= Beginning of Section =
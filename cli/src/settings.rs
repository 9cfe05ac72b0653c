use anyhow::{Context, Result};
use console::style;
use webseed_core::config::{self, Config};

pub fn handle_command(init: bool) -> Result<()> {
    let config_path = config::get_config_path();

    if init {
        if config::config_exists() {
            println!(
                "{} Config already exists at {}",
                style("!").yellow(),
                style(config_path.display()).cyan()
            );
        } else {
            config::save_config(&Config::default())?;
            println!(
                "{} Config written to {}",
                style("✓").green().bold(),
                style(config_path.display()).cyan()
            );
        }
        println!();
    }

    let config = Config::load_or_init()?;
    let source = if config::config_exists() {
        style(config_path.display().to_string()).cyan()
    } else {
        style("built-in defaults".to_string()).dim()
    };
    println!("{} Using {}", style("→").cyan(), source);
    println!();

    let rendered =
        toml::to_string_pretty(&config).with_context(|| "Failed to serialize config to TOML")?;
    print!("{}", rendered);

    Ok(())
}
use crate::config::Config;
use crate::disk::prepare_target;
use crate::error::Result;
use crate::runner::CommandRunner;
use crate::runner::git::create_git;
use crate::runner::npm::{DependencyKind, install_with};
use crate::templates::emit_all;
use std::path::{Path, PathBuf};
use walkdir::WalkDir;

#[derive(Debug, Clone, Copy, PartialEq, Eq)]
pub enum Stage {
    Preflight,
    Templates,
    Install,
    DevInstall,
    Repository,
}

impl Stage {
    pub fn title(self) -> &'static str {
        match self {
            Self::Preflight => "Checking target directory",
            Self::Templates => "Writing project files",
            Self::Install => "Installing dependencies",
            Self::DevInstall => "Installing dev dependencies",
            Self::Repository => "Creating git repository",
        }
    }
}

#[derive(Debug, Clone)]
pub struct ScaffoldPlan {
    pub dir: PathBuf,
    pub description: String,
    pub package_manager: String,
    pub dependencies: Vec<String>,
    pub dev_dependencies: Vec<String>,
    pub install: bool,
    pub commit_message: Option<String>,
}

impl ScaffoldPlan {
    pub fn from_config(dir: impl Into<PathBuf>, config: &Config) -> Self {
        Self {
            dir: dir.into(),
            description: String::new(),
            package_manager: config.package_manager.clone(),
            dependencies: config.dependencies.clone(),
            dev_dependencies: config.dev_dependencies.clone(),
            install: config.install,
            commit_message: config.git.then(|| config.commit_message.clone()),
        }
    }

    pub fn with_description(mut self, description: impl Into<String>) -> Self {
        self.description = description.into();
        self
    }

    pub fn stages(&self) -> Vec<Stage> {
        let mut stages = vec![Stage::Preflight, Stage::Templates];
        if self.install && !self.dependencies.is_empty() {
            stages.push(Stage::Install);
        }
        if self.install && !self.dev_dependencies.is_empty() {
            stages.push(Stage::DevInstall);
        }
        if self.commit_message.is_some() {
            stages.push(Stage::Repository);
        }
        stages
    }
}

/// `on_stage(step, total, stage)` fires before each stage starts.
pub async fn run(
    plan: &ScaffoldPlan,
    runner: &dyn CommandRunner,
    mut on_stage: impl FnMut(usize, usize, Stage),
) -> Result<()> {
    let stages = plan.stages();
    let total = stages.len();

    for (index, stage) in stages.into_iter().enumerate() {
        on_stage(index + 1, total, stage);
        tracing::debug!(stage = ?stage, "Starting stage");

        match stage {
            Stage::Preflight => prepare_target(&plan.dir).await?,
            Stage::Templates => emit_all(&plan.dir, &plan.description).await?,
            Stage::Install => {
                install_with(
                    runner,
                    &plan.package_manager,
                    &plan.dir,
                    DependencyKind::Normal,
                    &plan.dependencies,
                )
                .await?
            }
            Stage::DevInstall => {
                install_with(
                    runner,
                    &plan.package_manager,
                    &plan.dir,
                    DependencyKind::Dev,
                    &plan.dev_dependencies,
                )
                .await?
            }
            Stage::Repository => {
                if let Some(message) = &plan.commit_message {
                    create_git(runner, &plan.dir, message).await?;
                }
            }
        }
    }

    tracing::info!(path = %plan.dir.display(), stages = total, "Scaffold complete");
    Ok(())
}

pub fn created_files(dir: &Path) -> Vec<PathBuf> {
    let mut files: Vec<PathBuf> = WalkDir::new(dir)
        .into_iter()
        .filter_entry(|entry| {
            let name = entry.file_name();
            name != "node_modules" && name != ".git"
        })
        .filter_map(|entry| entry.ok())
        .filter(|entry| entry.file_type().is_file())
        .filter_map(|entry| entry.path().strip_prefix(dir).ok().map(Path::to_path_buf))
        .collect();

    files.sort();
    files
}

#[cfg(test)]
mod tests {
    use super::*;
    use tempfile::TempDir;

    #[test]
    fn stages_follow_config() {
        let plan = ScaffoldPlan::from_config("app", &Config::default());
        assert_eq!(
            plan.stages(),
            vec![
                Stage::Preflight,
                Stage::Templates,
                Stage::Install,
                Stage::DevInstall,
                Stage::Repository,
            ]
        );

        let config = Config {
            install: false,
            git: false,
            ..Default::default()
        };
        let plan = ScaffoldPlan::from_config("app", &config);
        assert_eq!(plan.stages(), vec![Stage::Preflight, Stage::Templates]);
        assert!(plan.commit_message.is_none());
    }

    #[test]
    fn empty_dev_list_drops_its_stage() {
        let config = Config {
            dev_dependencies: Vec::new(),
            ..Default::default()
        };
        let plan = ScaffoldPlan::from_config("app", &config);
        assert!(!plan.stages().contains(&Stage::DevInstall));
        assert!(plan.stages().contains(&Stage::Install));
    }

    #[test]
    fn created_files_skips_tool_directories() {
        let tmp = TempDir::new().unwrap();
        let root = tmp.path();
        std::fs::create_dir_all(root.join("node_modules/choo")).unwrap();
        std::fs::create_dir_all(root.join(".git/objects")).unwrap();
        std::fs::create_dir_all(root.join("views")).unwrap();
        std::fs::write(root.join("node_modules/choo/index.js"), "").unwrap();
        std::fs::write(root.join(".git/HEAD"), "").unwrap();
        std::fs::write(root.join("views/main.js"), "").unwrap();
        std::fs::write(root.join("index.js"), "").unwrap();

        let files = created_files(root);

        assert_eq!(
            files,
            vec![PathBuf::from("index.js"), PathBuf::from("views/main.js")]
        );
    }
}
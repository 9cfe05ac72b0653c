//! Template bodies. `{{name}}` and `{{description}}` are the only placeholders.

pub const GITIGNORE: &str = "node_modules/
.nyc_output/
coverage/
dist/
tmp/
npm-debug.log*
.DS_Store
";

pub const README: &str = r#"# {{name}}
{{description}}

## Commands
Command                | Description                                      |
-----------------------|--------------------------------------------------|
`$ npm start`          | Start the development server
`$ npm test`           | Lint, validate deps & run tests
`$ npm run build`      | Compile all files into `dist/`
`$ npm run create`     | Generate a scaffold file
`$ npm run inspect`    | Inspect the bundle's dependencies
"#;

pub const INDEX: &str = r#"var css = require('sheetify')
var choo = require('choo')

css('ress')
css('./assets/css/gr8.js')
css('./assets/css/base.css')

var app = choo()
if (process.env.NODE_ENV !== 'production') {
  app.use(require('choo-devtools')())
}

app.route('/', require('./views/main'))
app.route('/*', require('./views/404'))

module.exports = app.mount('body')
"#;

pub const WEB_MANIFEST: &str = r##"{
  "name": "{{name}}",
  "short_name": "{{name}}",
  "description": "{{description}}",
  "start_url": "/",
  "display": "standalone",
  "background_color": "#000",
  "theme_color": "#000",
  "icons": [{
    "src": "/assets/icon.png",
    "type": "image/png",
    "sizes": "512x512"
  }]
}
"##;

pub const MAIN_VIEW: &str = r#"var html = require('choo/html')

var TITLE = '{{name}} - main'

module.exports = view

function view (state, emit) {
  if (state.title !== TITLE) emit(state.events.DOMTITLECHANGE, TITLE)

  return html`
    <body class="ff-sans">
    </body>
  `
}
"#;

pub const NOT_FOUND_VIEW: &str = r#"var html = require('choo/html')

var TITLE = '{{name}} - route not found'

module.exports = view

function view (state, emit) {
  if (state.title !== TITLE) emit(state.events.DOMTITLECHANGE, TITLE)
  return html`
    <body class="ff-sans">
      <h1>Route not found.</h1>
      <a href="/">Back to main.</a>
    </body>
  `
}
"#;

pub const BASE_CSS: &str = "html {
  font-size: 16px;
  font-weight: 400;
  line-height: 1.2;
}

h1, h2, h3, h4, h5, h6, h7 {
  font-size: inherit;
  font-weight: inherit;
  font-style: inherit;
  margin-bottom: 1.2rem;
}

button, input {
  outline: none;
}

ul, ol, li {
  list-style: none;
}

ul, ol {
  margin-bottom: 1.2rem;
}

a {
  color: inherit;
  text-decoration: inherit;
}

p {
  margin-bottom: 1.2rem;
  hyphens: auto;
}

table {
  border-collapse: collapse;
}

button {
  background: none !important;
  color: inherit;
  border: none;
  padding: 0 !important;
  font: inherit;
  cursor: pointer;
}

img {
  max-width: 100%;
}
";

pub const GR8_CSS: &str = r#"var gr8 = require('gr8')

var opts = {
  breakpointSelector: 'class',
  utils: []
}

var colors = {
  black: '#000',
  white: '#fff'
}

var borderWeights = [1]

var borders = {}

for (var weight of borderWeights) {
  for (var color in colors) {
    borders[weight + '-' + color] = `${weight}px solid ${colors[color]}`
  }
}

opts.utils.push({
  prop: [
    'border',
    'border-top',
    'border-right',
    'border-bottom',
    'border-left'
  ],
  vals: borders
})

opts.utils.push({
  prop: { bgc: 'background-color' },
  join: '-',
  vals: colors
})

opts.utils.push({
  prop: 'color',
  join: '-',
  vals: colors
})

opts.utils.push({
  prop: 'font-family',
  join: '-',
  vals: {
    sans: `-apple-system, BlinkMacSystemFont, 'avenir next', avenir, 'helvetica neue', helvetica, ubuntu, roboto, noto, 'segoe ui', arial, sans-serif`,
    serif: `'Times New Roman', serif`
  }
})

opts.utils.push({
  prop: {
    mx: 'max-width',
    my: 'max-height'
  },
  unit: '%',
  vals: [100]
})

opts.utils.push({
  prop: 'text-decoration',
  vals: {
    'u-hover': 'underline',
    'o-hover': 'overline',
    'lt-hover': 'line-through',
    'n-hover': 'none'
  },
  tail: ':hover'
})

module.exports = gr8(opts)
"#;
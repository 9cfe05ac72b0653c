use crate::error::{Result, ScaffoldError};
use std::path::Path;

pub async fn write_file(path: &Path, contents: impl AsRef<[u8]>) -> Result<()> {
    tokio::fs::write(path, contents)
        .await
        .map_err(|source| ScaffoldError::FileWrite {
            path: path.to_path_buf(),
            source,
        })?;

    tracing::trace!(path = %path.display(), "File written");
    Ok(())
}

pub async fn ensure_dir(dir: &Path) -> Result<()> {
    tokio::fs::create_dir_all(dir)
        .await
        .map_err(|source| ScaffoldError::DirectoryCreate {
            path: dir.to_path_buf(),
            source,
        })
}
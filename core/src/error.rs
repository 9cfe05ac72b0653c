use std::path::PathBuf;
use thiserror::Error;

pub type Result<T, E = ScaffoldError> = std::result::Result<T, E>;

#[derive(Debug, Error)]
pub enum ScaffoldError {
    #[error("could not create directory {}", .path.display())]
    DirectoryCreate {
        path: PathBuf,
        #[source]
        source: std::io::Error,
    },

    #[error("could not read directory {}", .path.display())]
    DirectoryRead {
        path: PathBuf,
        #[source]
        source: std::io::Error,
    },

    #[error("directory {} contains files, this might create conflicts", .path.display())]
    DirectoryNotEmpty { path: PathBuf },

    #[error("could not write file {}", .path.display())]
    FileWrite {
        path: PathBuf,
        #[source]
        source: std::io::Error,
    },

    #[error("could not render template {template}")]
    Render {
        template: String,
        #[source]
        source: Box<dyn std::error::Error + Send + Sync>,
    },

    #[error("command failed: {command}")]
    CommandFailed {
        command: String,
        status: Option<i32>,
        stderr: String,
    },
}

impl ScaffoldError {
    pub fn command(&self) -> Option<&str> {
        match self {
            Self::CommandFailed { command, .. } => Some(command),
            _ => None,
        }
    }
}
use crate::runner::git::DEFAULT_COMMIT_MESSAGE;
use crate::runner::npm::DEFAULT_PACKAGE_MANAGER;
use anyhow::{Context, Result};
use serde::{Deserialize, Serialize};
use std::path::{Path, PathBuf};

const WEBSEED_DIR: &str = ".webseed";

#[derive(Debug, Clone, Serialize, Deserialize, PartialEq, Eq)]
#[serde(default)]
pub struct Config {
    pub package_manager: String,
    pub dependencies: Vec<String>,
    pub dev_dependencies: Vec<String>,
    pub commit_message: String,
    pub install: bool,
    pub git: bool,
}

impl Default for Config {
    fn default() -> Self {
        Config {
            package_manager: DEFAULT_PACKAGE_MANAGER.to_string(),
            dependencies: ["choo", "choo-devtools", "sheetify", "ress", "gr8"]
                .map(String::from)
                .to_vec(),
            dev_dependencies: ["bankai", "dependency-check", "standard"]
                .map(String::from)
                .to_vec(),
            commit_message: DEFAULT_COMMIT_MESSAGE.to_string(),
            install: true,
            git: true,
        }
    }
}

pub fn get_webseed_dir() -> PathBuf {
    dirs::home_dir()
        .unwrap_or_else(|| PathBuf::from("."))
        .join(WEBSEED_DIR)
}

pub fn get_config_path() -> PathBuf {
    get_webseed_dir().join("config.toml")
}

impl Config {
    pub fn load_or_init() -> Result<Self> {
        if config_exists() {
            load_config()
        } else {
            Ok(Config::default())
        }
    }
}

pub fn load_config() -> Result<Config> {
    load_config_from(&get_config_path())
}

pub fn load_config_from(config_path: &Path) -> Result<Config> {
    let content = std::fs::read_to_string(config_path)
        .with_context(|| format!("Failed to read config from {}", config_path.display()))?;

    toml::from_str(&content)
        .with_context(|| format!("Failed to parse config from {}", config_path.display()))
}

pub fn save_config(config: &Config) -> Result<()> {
    save_config_to(config, &get_config_path())
}

pub fn save_config_to(config: &Config, config_path: &Path) -> Result<()> {
    if let Some(parent) = config_path.parent() {
        std::fs::create_dir_all(parent)
            .with_context(|| format!("Failed to create directory {}", parent.display()))?;
    }

    let content =
        toml::to_string_pretty(config).with_context(|| "Failed to serialize config to TOML")?;

    std::fs::write(config_path, content)
        .with_context(|| format!("Failed to write config to {}", config_path.display()))?;

    Ok(())
}

pub fn config_exists() -> bool {
    get_config_path().exists()
}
= End of Section =
AIM OF THE EXERCISE: Throughout the data above, copy all lines where the word "contains" is found.

ANSWER:
        assert!(!plan.stages().contains(&Stage::DevInstall));
        assert!(plan.stages().contains(&Stage::Install));
    #[error("directory {} contains files, this might create conflicts", .path.display())]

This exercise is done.